Bislang hat Ballermann davon noch keinen Cent gesehen: „Bei mir ist nie was angekommen. Mittlerweile sind schon 4500 Euro aufgelaufen“, erklärt der resolute Senior, der sich mit einer Gehhilfe in den Gerichtssaal schleppen musste, im Zeugenstand.
Der Ex-Anwalt hat die Entschädigungssumme, wie er nun selbst einräumt, nicht weitergeleitet: „Kann sein, dass Zahlungen auf mein Konto gegangen sind. Dann ist mir das durchgegangen“, versucht der Angeklagte den Vorwurf der Mandantengelder-Unterschlagung kleinzureden.
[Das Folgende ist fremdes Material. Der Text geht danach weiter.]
//! Tools offered to the photo agent.
//!
//! `share_album` and `share_photo` act through a `Sharer`; `final_result`
//! ends the run with the model's summary.

use async_trait::async_trait;
use serde::{Deserialize, Serialize};
use serde_json::json;

use super::llm::{ToolCall, ToolDefinition};
use super::AgentError;

pub const SHARE_ALBUM: &str = "share_album";
pub const SHARE_PHOTO: &str = "share_photo";
pub const FINAL_RESULT: &str = "final_result";

/// What a share action covers
#[derive(Debug, Clone, Copy, PartialEq, Eq, Serialize, Deserialize)]
#[serde(rename_all = "snake_case")]
pub enum ShareScope {
    Album,
    Photo,
}

/// A share performed during one agent run
#[derive(Debug, Clone, PartialEq, Eq, Serialize, Deserialize)]
pub struct ShareAction {
    pub scope: ShareScope,
    pub target: String,
    pub success: bool,
}

/// Performs share actions on behalf of the agent
#[async_trait]
pub trait Sharer: Send + Sync {
    /// Share `url` with `target`. Returns whether the share succeeded.
    async fn share(&self, scope: ShareScope, target: &str, url: &str) -> bool;
}

/// Sharer that only logs what it would have shared
#[derive(Debug, Clone, Copy, Default)]
pub struct LoggingSharer;

#[async_trait]
impl Sharer for LoggingSharer {
    async fn share(&self, scope: ShareScope, target: &str, url: &str) -> bool {
        tracing::info!(scope = ?scope, target = %target, url = %url, "Would have shared");
        true
    }
}

#[derive(Debug, Deserialize)]
struct TargetArgs {
    target: String,
}

#[derive(Debug, Deserialize)]
struct ResultArgs {
    result: String,
}

/// A decoded tool call
#[derive(Debug, Clone, PartialEq, Eq)]
pub enum ToolInvocation {
    Share { scope: ShareScope, target: String },
    FinalResult { result: String },
}

impl ToolInvocation {
    /// Decode a model tool call against the known tool set
    pub fn parse(call: &ToolCall) -> Result<Self, AgentError> {
        let malformed = |e: serde_json::Error| AgentError::MalformedArguments {
            tool: call.name.clone(),
            reason: e.to_string(),
        };

        match call.name.as_str() {
            SHARE_ALBUM | SHARE_PHOTO => {
                let args: TargetArgs =
                    serde_json::from_value(call.arguments.clone()).map_err(malformed)?;
                let scope = if call.name == SHARE_ALBUM {
                    ShareScope::Album
                } else {
                    ShareScope::Photo
                };
                Ok(Self::Share {
                    scope,
                    target: args.target,
                })
            }
            FINAL_RESULT => {
                let args: ResultArgs =
                    serde_json::from_value(call.arguments.clone()).map_err(malformed)?;
                Ok(Self::FinalResult {
                    result: args.result,
                })
            }
            other => Err(AgentError::UnknownTool(other.to_string())),
        }
    }
}

fn target_schema() -> serde_json::Value {
    json!({
        "type": "object",
        "properties": {
            "target": {
                "type": "string",
                "description": "Who to share with, e.g. 'family' or 'julie'"
            }
        },
        "required": ["target"]
    })
}

/// Tool definitions offered on every model call
pub fn definitions() -> Vec<ToolDefinition> {
    vec![
        ToolDefinition {
            name: SHARE_ALBUM.to_string(),
            description: "Shares the photo album to a target such as 'family' or 'julie'. \
                          Returns whether the share was successful."
                .to_string(),
            parameters: target_schema(),
        },
        ToolDefinition {
            name: SHARE_PHOTO.to_string(),
            description: "Shares the photo to a target such as 'family' or 'julie'. \
                          Returns whether the share was successful."
                .to_string(),
            parameters: target_schema(),
        },
        ToolDefinition {
            name: FINAL_RESULT.to_string(),
            description: "Report the result of the action(s). Call this once all \
                          requested actions are done."
                .to_string(),
            parameters: json!({
                "type": "object",
                "properties": {
                    "result": {
                        "type": "string",
                        "description": "The result of the action(s)"
                    }
                },
                "required": ["result"]
            }),
        },
    ]
}

#[cfg(test)]
mod tests {
    use super::*;

    fn call(name: &str, arguments: serde_json::Value) -> ToolCall {
        ToolCall {
            id: "call_1".to_string(),
            name: name.to_string(),
            arguments,
        }
    }

    #[test]
    fn test_parse_share_calls() {
        assert_eq!(
            ToolInvocation::parse(&call(SHARE_PHOTO, json!({"target": "family"}))).unwrap(),
            ToolInvocation::Share {
                scope: ShareScope::Photo,
                target: "family".to_string()
            }
        );
        assert_eq!(
            ToolInvocation::parse(&call(SHARE_ALBUM, json!({"target": "julie"}))).unwrap(),
            ToolInvocation::Share {
                scope: ShareScope::Album,
                target: "julie".to_string()
            }
        );
    }

    #[test]
    fn test_parse_rejects_bad_arguments() {
        let result = ToolInvocation::parse(&call(SHARE_PHOTO, json!({"who": "family"})));
        assert!(matches!(result, Err(AgentError::MalformedArguments { .. })));

        let result = ToolInvocation::parse(&call(FINAL_RESULT, json!("not an object")));
        assert!(matches!(result, Err(AgentError::MalformedArguments { .. })));
    }

    #[test]
    fn test_parse_rejects_unknown_tool() {
        let result = ToolInvocation::parse(&call("delete_album", json!({})));
        assert!(matches!(result, Err(AgentError::UnknownTool(name)) if name == "delete_album"));
    }

    #[test]
    fn test_definitions_cover_tool_set() {
        let names: Vec<_> = definitions().into_iter().map(|d| d.name).collect();
        assert_eq!(names, vec![SHARE_ALBUM, SHARE_PHOTO, FINAL_RESULT]);
    }

    #[tokio::test]
    async fn test_logging_sharer_reports_success() {
        assert!(LoggingSharer.share(ShareScope::Album, "family", "https://x/a").await);
    }
}
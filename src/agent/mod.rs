//! Photo agent.
//!
//! Hands a voice instruction about one photo to a tool-calling model and
//! drives the conversation until the model reports a result:
//!
//! ```text
//! Start → ModelCall → ToolCall → ModelCall → ... → Terminal
//! ```
//!
//! Every run is bounded by a step count, a per-call timeout and a
//! whole-run timeout (see `SafetyLimits`).

pub mod llm;
pub mod state;
pub mod tools;

use std::path::{Component, Path, PathBuf};
use std::sync::Arc;
use std::time::Duration;

use async_trait::async_trait;
use thiserror::Error;
use tokio::time::timeout;

use crate::core::safety::{SafetyLimits, SafetyTracker, SafetyViolation};

pub use llm::{
    Completion, CompletionOptions, LlmError, LlmProvider, Message, Role, ToolCall,
    ToolDefinition,
};
pub use state::AgentState;
pub use tools::{LoggingSharer, ShareAction, ShareScope, Sharer, ToolInvocation};

const SYSTEM_PROMPT: &str =
    "You are a photo management agent, who tries to perform the tasks asked of you.";

const FINAL_RESULT_REMINDER: &str =
    "Call the final_result tool with the result of the action(s) to finish.";

/// Errors that end an agent run
#[derive(Debug, Error)]
pub enum AgentError {
    #[error("Model call failed: {0}")]
    Llm(#[from] LlmError),

    #[error("Model called unknown tool '{0}'")]
    UnknownTool(String),

    #[error("Malformed arguments for tool '{tool}': {reason}")]
    MalformedArguments { tool: String, reason: String },

    #[error("Model replied without calling final_result: {0}")]
    MalformedOutput(String),

    #[error("Agent limit reached: {0}")]
    Limit(#[from] SafetyViolation),

    #[error("Agent run timed out after {0:?}")]
    Timeout(Duration),

    #[error("Photo path has no file name: {0}")]
    InvalidPhotoPath(PathBuf),
}

/// One request to the agent
#[derive(Debug, Clone, PartialEq, Eq)]
pub struct AgentInvocation {
    /// Photo the instruction is about
    pub photo_path: PathBuf,

    /// Public base URL of the site
    pub base_url: String,

    /// What the user asked for (the transcript)
    pub instruction: String,
}

/// What the agent did
#[derive(Debug, Clone, PartialEq, Eq)]
pub struct AgentOutcome {
    /// The model's summary from `final_result`
    pub result: String,

    /// Shares performed, in call order
    pub actions: Vec<ShareAction>,

    /// Model calls made
    pub steps: u32,
}

/// Public URLs and name of the photo, as shown to the model
#[derive(Debug, Clone, PartialEq, Eq)]
pub struct PhotoContext {
    pub filename: String,
    pub photo_url: String,
    pub album_url: String,
}

impl PhotoContext {
    /// Photo URL is the base plus the last three path segments; the album URL
    /// drops the file name from those.
    pub fn derive(photo_path: &Path, base_url: &str) -> Result<Self, AgentError> {
        let segments: Vec<String> = photo_path
            .components()
            .filter_map(|c| match c {
                Component::Normal(s) => Some(s.to_string_lossy().into_owned()),
                _ => None,
            })
            .collect();

        let filename = segments
            .last()
            .cloned()
            .ok_or_else(|| AgentError::InvalidPhotoPath(photo_path.to_path_buf()))?;

        let tail = &segments[segments.len().saturating_sub(3)..];
        let album = &tail[..tail.len() - 1];
        let base = base_url.trim_end_matches('/');

        Ok(Self {
            filename,
            photo_url: format!("{}/{}", base, tail.join("/")),
            album_url: format!("{}/{}", base, album.join("/")),
        })
    }

    /// Context block handed to the model as a system message
    pub fn render(&self) -> String {
        format!(
            "The photo file name is '{}'.\n\
             The URL to access the photo is at: {}.\n\
             The URL to access the whole album is at: {}.",
            self.filename, self.photo_url, self.album_url
        )
    }

    fn url_for(&self, scope: ShareScope) -> &str {
        match scope {
            ShareScope::Album => &self.album_url,
            ShareScope::Photo => &self.photo_url,
        }
    }
}

/// Runs an agent invocation to completion
#[async_trait]
pub trait AgentRunner: Send + Sync {
    async fn run(&self, invocation: &AgentInvocation) -> Result<AgentOutcome, AgentError>;
}

/// Tool-calling photo agent over any `LlmProvider`
pub struct PhotoAgent {
    provider: Arc<dyn LlmProvider>,
    sharer: Arc<dyn Sharer>,
    limits: SafetyLimits,
}

impl PhotoAgent {
    /// Agent whose share tools only log
    pub fn new(provider: Arc<dyn LlmProvider>, limits: SafetyLimits) -> Self {
        Self {
            provider,
            sharer: Arc::new(LoggingSharer),
            limits,
        }
    }

    pub fn with_sharer(mut self, sharer: Arc<dyn Sharer>) -> Self {
        self.sharer = sharer;
        self
    }

    async fn drive(&self, invocation: &AgentInvocation) -> Result<AgentOutcome, AgentError> {
        let context = PhotoContext::derive(&invocation.photo_path, &invocation.base_url)?;
        let tools = tools::definitions();
        let options = CompletionOptions {
            timeout: self.limits.model_call_timeout(),
            ..Default::default()
        };

        let mut messages = vec![
            Message::system(SYSTEM_PROMPT),
            Message::system(context.render()),
            Message::user(&invocation.instruction),
        ];
        let mut tracker = SafetyTracker::new();
        let mut actions = Vec::new();
        let mut reminded = false;
        let mut state = AgentState::Start;

        loop {
            state = match state {
                AgentState::Start => AgentState::ModelCall,

                AgentState::ModelCall => {
                    self.limits.check(&tracker)?;
                    tracker.record_step();

                    let completion = timeout(
                        options.timeout,
                        self.provider.complete(&messages, &tools, &options),
                    )
                    .await
                    .map_err(|_| LlmError::Timeout)??;

                    if completion.tool_calls.is_empty() {
                        if reminded {
                            return Err(AgentError::MalformedOutput(completion.content));
                        }
                        reminded = true;
                        messages.push(Message::assistant(completion.content));
                        messages.push(Message::user(FINAL_RESULT_REMINDER));
                        AgentState::ModelCall
                    } else {
                        messages.push(Message::assistant_with_tools(
                            completion.content,
                            completion.tool_calls.clone(),
                        ));
                        AgentState::ToolCall(completion.tool_calls)
                    }
                }

                AgentState::ToolCall(calls) => {
                    let mut final_result = None;

                    for call in &calls {
                        match ToolInvocation::parse(call)? {
                            ToolInvocation::Share { scope, target } => {
                                let success = self
                                    .sharer
                                    .share(scope, &target, context.url_for(scope))
                                    .await;
                                messages.push(Message::tool_result(&call.id, success.to_string()));
                                actions.push(ShareAction {
                                    scope,
                                    target,
                                    success,
                                });
                            }
                            ToolInvocation::FinalResult { result } => {
                                final_result = Some(result);
                            }
                        }
                    }

                    match final_result {
                        Some(result) => AgentState::Terminal(result),
                        None => AgentState::ModelCall,
                    }
                }

                AgentState::Terminal(result) => {
                    return Ok(AgentOutcome {
                        result,
                        actions,
                        steps: tracker.steps_executed,
                    });
                }
            };

            tracing::debug!(
                state = state.label(),
                terminal = state.is_terminal(),
                steps = tracker.steps_executed,
                "Agent transition"
            );
        }
    }
}

#[async_trait]
impl AgentRunner for PhotoAgent {
    #[tracing::instrument(skip_all, fields(photo = %invocation.photo_path.display(), model = self.provider.model()))]
    async fn run(&self, invocation: &AgentInvocation) -> Result<AgentOutcome, AgentError> {
        let limit = self.limits.agent_timeout();
        let outcome = timeout(limit, self.drive(invocation))
            .await
            .map_err(|_| AgentError::Timeout(limit))??;

        tracing::info!(
            steps = outcome.steps,
            shares = outcome.actions.len(),
            result = %outcome.result,
            "Agent finished"
        );
        Ok(outcome)
    }
}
Nein, das hätte er wirklich nicht nötig gehabt, denn nach Auskunft seiner Sparkasse sei er „der umsatzstärkste Einzelanwalt Hagens“ gewesen.
Auch fingierte Autounfälle?
Jährlich seien drei Millionen Euro Fremdgelder über sein Treuhandkonto gegangen. Dann verspricht er vom Anklagestuhl aus dem geschädigten Rentner: „Ich werde das sukzessive wiedergutmachen.“
Ob Walter Ballermann jemals sein Geld sehen wird? Der 79-Jährige hat sich in die Insolvenzliste eintragen lassen und muss nun hoffen. Der ehemalige Rechtsanwalt beteuert: „Es tut mir aufrichtig leid, ich entschuldige mich. Sie sind der Erste, der sein Geld bekommt“, verspricht der Angeklagte.
Schon Ende dieses Monats will der Jurist wieder eigenes Geld verdienen, allerdings in einer ganz anderen Sparte: Im Bereich der Physiotherapie. „Als Angestellter in einer Firma, die gerade erst gegründet wurde“. Dabei ginge es um die Kältebehandlung von Patienten zur Therapie bei Rheuma.
Doch zuvor muss der Ennepetaler erst noch dieses Strafverfahren hinter sich bringen. Am 16. Mai soll es fortgesetzt werden. In zwei weiteren Anklageschriften wird dem gelernten Juristen noch vorgeworfen, an fingierten Autounfällen mitgewirkt und gefälschte Schadensmeldungen vorgelegt zu haben. Dabei geht es auch um Abrechnungsbetrug gegenüber Versicherungen.